- **RECORD EXTRACTS**
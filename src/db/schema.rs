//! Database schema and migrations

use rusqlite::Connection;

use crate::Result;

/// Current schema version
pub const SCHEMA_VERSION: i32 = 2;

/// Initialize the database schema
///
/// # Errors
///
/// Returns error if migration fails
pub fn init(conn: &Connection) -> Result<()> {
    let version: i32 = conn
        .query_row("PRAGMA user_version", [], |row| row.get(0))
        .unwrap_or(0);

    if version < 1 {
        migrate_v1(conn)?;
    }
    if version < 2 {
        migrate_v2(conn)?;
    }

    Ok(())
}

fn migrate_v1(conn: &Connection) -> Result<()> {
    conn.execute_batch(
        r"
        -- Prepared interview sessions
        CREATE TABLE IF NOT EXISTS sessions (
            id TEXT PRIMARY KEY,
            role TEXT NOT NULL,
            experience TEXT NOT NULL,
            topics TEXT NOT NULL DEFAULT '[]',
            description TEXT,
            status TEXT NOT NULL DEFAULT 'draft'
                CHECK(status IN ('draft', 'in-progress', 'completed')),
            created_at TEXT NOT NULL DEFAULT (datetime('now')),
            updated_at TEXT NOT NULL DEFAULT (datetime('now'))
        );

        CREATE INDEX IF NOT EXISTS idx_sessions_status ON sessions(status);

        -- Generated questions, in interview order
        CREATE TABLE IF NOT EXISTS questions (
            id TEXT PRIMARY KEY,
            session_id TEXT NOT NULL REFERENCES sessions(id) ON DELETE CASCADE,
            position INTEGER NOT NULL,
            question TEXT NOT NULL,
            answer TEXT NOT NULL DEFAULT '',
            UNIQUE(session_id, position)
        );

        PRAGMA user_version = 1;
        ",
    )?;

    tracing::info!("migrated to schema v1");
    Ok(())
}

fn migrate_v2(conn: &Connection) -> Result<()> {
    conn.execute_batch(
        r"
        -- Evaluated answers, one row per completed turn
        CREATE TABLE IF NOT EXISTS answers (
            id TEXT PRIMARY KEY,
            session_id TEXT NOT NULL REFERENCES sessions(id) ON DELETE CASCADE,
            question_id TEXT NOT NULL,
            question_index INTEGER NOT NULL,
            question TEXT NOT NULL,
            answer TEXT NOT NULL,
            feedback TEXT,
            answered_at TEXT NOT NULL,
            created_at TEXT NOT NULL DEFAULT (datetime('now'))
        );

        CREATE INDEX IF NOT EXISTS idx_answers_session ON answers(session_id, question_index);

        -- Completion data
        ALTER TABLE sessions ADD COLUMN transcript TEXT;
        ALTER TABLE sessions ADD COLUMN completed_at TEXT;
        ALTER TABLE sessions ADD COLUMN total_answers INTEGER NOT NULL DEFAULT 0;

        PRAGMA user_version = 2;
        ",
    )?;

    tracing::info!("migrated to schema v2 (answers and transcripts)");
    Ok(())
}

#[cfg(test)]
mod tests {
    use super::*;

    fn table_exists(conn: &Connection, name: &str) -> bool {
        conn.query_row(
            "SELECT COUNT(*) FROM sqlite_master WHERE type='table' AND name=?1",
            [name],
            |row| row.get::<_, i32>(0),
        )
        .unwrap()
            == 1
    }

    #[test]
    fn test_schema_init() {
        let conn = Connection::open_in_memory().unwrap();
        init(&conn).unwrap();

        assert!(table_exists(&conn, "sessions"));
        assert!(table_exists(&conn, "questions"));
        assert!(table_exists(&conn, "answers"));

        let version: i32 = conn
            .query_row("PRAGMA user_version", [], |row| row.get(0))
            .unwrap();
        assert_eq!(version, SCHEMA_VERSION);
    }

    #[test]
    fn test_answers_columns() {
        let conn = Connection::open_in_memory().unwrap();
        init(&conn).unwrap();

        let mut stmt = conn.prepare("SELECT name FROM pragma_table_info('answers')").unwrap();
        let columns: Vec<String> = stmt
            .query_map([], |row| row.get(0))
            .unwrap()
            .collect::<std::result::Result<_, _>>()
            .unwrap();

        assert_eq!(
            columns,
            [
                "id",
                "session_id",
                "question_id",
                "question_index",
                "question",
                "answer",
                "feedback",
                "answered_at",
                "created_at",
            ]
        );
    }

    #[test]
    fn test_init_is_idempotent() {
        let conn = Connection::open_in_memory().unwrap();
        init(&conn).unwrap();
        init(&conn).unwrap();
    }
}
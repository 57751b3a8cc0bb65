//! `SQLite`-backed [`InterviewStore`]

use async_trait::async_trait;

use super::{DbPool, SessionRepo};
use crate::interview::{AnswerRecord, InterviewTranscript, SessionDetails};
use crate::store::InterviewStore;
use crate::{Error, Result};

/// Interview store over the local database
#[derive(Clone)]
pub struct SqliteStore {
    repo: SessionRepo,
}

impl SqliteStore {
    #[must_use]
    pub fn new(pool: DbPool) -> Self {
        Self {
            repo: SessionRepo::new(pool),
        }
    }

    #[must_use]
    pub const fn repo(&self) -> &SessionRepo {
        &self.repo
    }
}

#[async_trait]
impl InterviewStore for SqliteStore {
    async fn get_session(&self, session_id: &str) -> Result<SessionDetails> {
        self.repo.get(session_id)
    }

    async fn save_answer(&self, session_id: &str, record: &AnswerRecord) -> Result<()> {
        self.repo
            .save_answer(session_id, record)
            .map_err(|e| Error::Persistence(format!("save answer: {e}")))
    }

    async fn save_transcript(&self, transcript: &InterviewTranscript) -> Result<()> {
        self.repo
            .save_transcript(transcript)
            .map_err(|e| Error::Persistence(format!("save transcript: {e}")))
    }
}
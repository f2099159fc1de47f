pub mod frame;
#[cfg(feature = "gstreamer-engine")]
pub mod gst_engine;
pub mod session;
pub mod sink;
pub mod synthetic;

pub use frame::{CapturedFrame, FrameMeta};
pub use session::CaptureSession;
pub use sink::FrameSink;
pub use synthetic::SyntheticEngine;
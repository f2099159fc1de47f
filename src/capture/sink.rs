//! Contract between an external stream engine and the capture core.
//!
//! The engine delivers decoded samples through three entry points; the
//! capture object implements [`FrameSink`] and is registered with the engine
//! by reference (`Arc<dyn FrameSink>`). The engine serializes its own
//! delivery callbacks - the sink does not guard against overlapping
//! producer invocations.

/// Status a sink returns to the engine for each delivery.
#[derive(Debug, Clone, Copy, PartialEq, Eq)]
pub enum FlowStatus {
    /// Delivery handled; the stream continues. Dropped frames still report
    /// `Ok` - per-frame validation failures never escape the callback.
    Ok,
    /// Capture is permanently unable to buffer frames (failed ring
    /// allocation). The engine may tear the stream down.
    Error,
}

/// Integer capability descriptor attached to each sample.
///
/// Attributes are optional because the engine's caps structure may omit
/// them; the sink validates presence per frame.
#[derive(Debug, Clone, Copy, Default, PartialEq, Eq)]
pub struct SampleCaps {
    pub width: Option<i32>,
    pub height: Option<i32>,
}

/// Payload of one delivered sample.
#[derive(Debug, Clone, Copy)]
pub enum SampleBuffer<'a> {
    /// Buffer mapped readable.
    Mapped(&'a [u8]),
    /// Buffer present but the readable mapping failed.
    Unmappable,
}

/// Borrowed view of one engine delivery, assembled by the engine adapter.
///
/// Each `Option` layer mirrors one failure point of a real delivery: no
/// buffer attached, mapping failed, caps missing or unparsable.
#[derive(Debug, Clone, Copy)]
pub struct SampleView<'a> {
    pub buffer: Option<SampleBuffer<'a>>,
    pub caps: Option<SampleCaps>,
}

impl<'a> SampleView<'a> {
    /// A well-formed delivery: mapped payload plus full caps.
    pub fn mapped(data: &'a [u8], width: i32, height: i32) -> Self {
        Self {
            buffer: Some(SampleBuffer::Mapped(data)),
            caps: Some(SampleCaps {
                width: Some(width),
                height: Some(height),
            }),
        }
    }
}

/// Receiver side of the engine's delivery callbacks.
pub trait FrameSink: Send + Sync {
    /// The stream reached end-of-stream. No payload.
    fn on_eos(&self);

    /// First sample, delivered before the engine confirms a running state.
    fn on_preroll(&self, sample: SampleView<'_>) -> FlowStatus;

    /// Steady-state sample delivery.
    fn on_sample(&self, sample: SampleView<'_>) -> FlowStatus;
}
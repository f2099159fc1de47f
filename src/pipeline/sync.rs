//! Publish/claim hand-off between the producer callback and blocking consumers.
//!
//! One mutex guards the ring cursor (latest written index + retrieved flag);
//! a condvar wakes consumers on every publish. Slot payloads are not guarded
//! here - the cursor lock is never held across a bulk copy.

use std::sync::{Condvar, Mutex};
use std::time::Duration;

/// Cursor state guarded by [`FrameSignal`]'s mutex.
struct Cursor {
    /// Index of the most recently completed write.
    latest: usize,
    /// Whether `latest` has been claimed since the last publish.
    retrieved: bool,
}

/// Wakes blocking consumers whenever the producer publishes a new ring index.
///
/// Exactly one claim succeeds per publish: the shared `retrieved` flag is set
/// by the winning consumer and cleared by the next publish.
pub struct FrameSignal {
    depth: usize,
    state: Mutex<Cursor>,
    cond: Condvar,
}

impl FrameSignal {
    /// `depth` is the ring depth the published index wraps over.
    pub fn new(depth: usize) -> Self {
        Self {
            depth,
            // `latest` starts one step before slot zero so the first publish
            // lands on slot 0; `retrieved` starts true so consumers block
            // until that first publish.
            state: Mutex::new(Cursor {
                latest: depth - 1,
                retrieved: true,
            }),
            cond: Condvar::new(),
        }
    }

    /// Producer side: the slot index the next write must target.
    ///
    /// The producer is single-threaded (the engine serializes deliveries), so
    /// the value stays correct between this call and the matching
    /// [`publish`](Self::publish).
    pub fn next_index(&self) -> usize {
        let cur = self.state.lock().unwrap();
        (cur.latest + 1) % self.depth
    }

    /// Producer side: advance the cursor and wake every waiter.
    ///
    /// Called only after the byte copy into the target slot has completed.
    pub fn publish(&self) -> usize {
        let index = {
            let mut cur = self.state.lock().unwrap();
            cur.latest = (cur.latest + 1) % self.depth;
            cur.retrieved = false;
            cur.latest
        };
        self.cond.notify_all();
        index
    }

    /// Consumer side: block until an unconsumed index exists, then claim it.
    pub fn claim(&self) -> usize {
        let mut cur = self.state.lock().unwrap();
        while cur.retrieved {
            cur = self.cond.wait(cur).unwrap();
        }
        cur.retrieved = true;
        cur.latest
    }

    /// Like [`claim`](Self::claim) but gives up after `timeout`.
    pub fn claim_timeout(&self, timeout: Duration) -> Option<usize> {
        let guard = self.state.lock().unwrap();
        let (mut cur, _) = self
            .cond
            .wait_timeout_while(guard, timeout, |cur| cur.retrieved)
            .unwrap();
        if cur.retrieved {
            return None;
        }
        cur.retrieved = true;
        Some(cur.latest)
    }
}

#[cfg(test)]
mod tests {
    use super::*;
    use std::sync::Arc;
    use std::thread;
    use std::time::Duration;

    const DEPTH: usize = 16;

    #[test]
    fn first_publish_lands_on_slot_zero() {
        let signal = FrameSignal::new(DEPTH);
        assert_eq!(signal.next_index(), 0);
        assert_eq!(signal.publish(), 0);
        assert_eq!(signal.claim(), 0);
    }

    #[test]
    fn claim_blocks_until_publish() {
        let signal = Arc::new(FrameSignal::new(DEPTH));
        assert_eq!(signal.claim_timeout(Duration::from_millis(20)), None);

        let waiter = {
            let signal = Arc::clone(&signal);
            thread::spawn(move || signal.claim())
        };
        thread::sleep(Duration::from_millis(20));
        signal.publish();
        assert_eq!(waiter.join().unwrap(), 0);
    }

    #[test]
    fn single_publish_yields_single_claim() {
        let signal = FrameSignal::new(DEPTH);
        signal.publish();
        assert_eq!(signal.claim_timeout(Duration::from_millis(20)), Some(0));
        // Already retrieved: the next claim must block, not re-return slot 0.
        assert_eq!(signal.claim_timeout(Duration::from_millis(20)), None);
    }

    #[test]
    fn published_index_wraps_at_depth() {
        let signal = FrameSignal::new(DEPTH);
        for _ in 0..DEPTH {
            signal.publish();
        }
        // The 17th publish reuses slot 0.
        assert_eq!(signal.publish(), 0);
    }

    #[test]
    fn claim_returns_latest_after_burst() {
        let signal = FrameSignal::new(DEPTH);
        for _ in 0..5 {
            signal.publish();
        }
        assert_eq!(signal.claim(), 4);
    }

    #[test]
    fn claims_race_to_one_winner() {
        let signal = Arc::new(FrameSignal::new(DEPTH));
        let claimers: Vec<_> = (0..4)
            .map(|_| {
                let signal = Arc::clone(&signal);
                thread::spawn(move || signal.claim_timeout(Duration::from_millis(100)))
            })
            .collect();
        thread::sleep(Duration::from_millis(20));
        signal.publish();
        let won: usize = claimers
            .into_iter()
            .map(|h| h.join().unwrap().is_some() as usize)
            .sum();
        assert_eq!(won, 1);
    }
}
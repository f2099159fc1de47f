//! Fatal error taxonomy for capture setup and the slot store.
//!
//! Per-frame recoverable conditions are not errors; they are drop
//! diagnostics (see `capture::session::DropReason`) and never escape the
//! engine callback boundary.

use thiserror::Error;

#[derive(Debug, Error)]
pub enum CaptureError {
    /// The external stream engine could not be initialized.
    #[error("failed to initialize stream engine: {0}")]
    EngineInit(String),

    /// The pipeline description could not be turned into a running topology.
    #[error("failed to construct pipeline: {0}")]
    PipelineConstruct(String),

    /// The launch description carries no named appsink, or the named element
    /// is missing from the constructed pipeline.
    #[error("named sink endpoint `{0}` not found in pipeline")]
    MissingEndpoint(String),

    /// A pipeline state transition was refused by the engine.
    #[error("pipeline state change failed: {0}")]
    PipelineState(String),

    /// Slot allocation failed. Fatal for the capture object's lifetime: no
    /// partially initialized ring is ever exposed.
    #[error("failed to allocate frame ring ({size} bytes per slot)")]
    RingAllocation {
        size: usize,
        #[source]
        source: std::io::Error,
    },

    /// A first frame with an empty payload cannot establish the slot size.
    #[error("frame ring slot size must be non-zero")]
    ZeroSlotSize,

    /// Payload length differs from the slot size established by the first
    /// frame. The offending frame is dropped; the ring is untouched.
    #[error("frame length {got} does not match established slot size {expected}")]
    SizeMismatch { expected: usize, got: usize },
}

- **YOUR GOAL**
In the records above, find each line with the word "does" and copy it out.

- **TASK ANSWER**
//! delivery callbacks - the sink does not guard against overlapping
    #[error("frame length {got} does not match established slot size {expected}")]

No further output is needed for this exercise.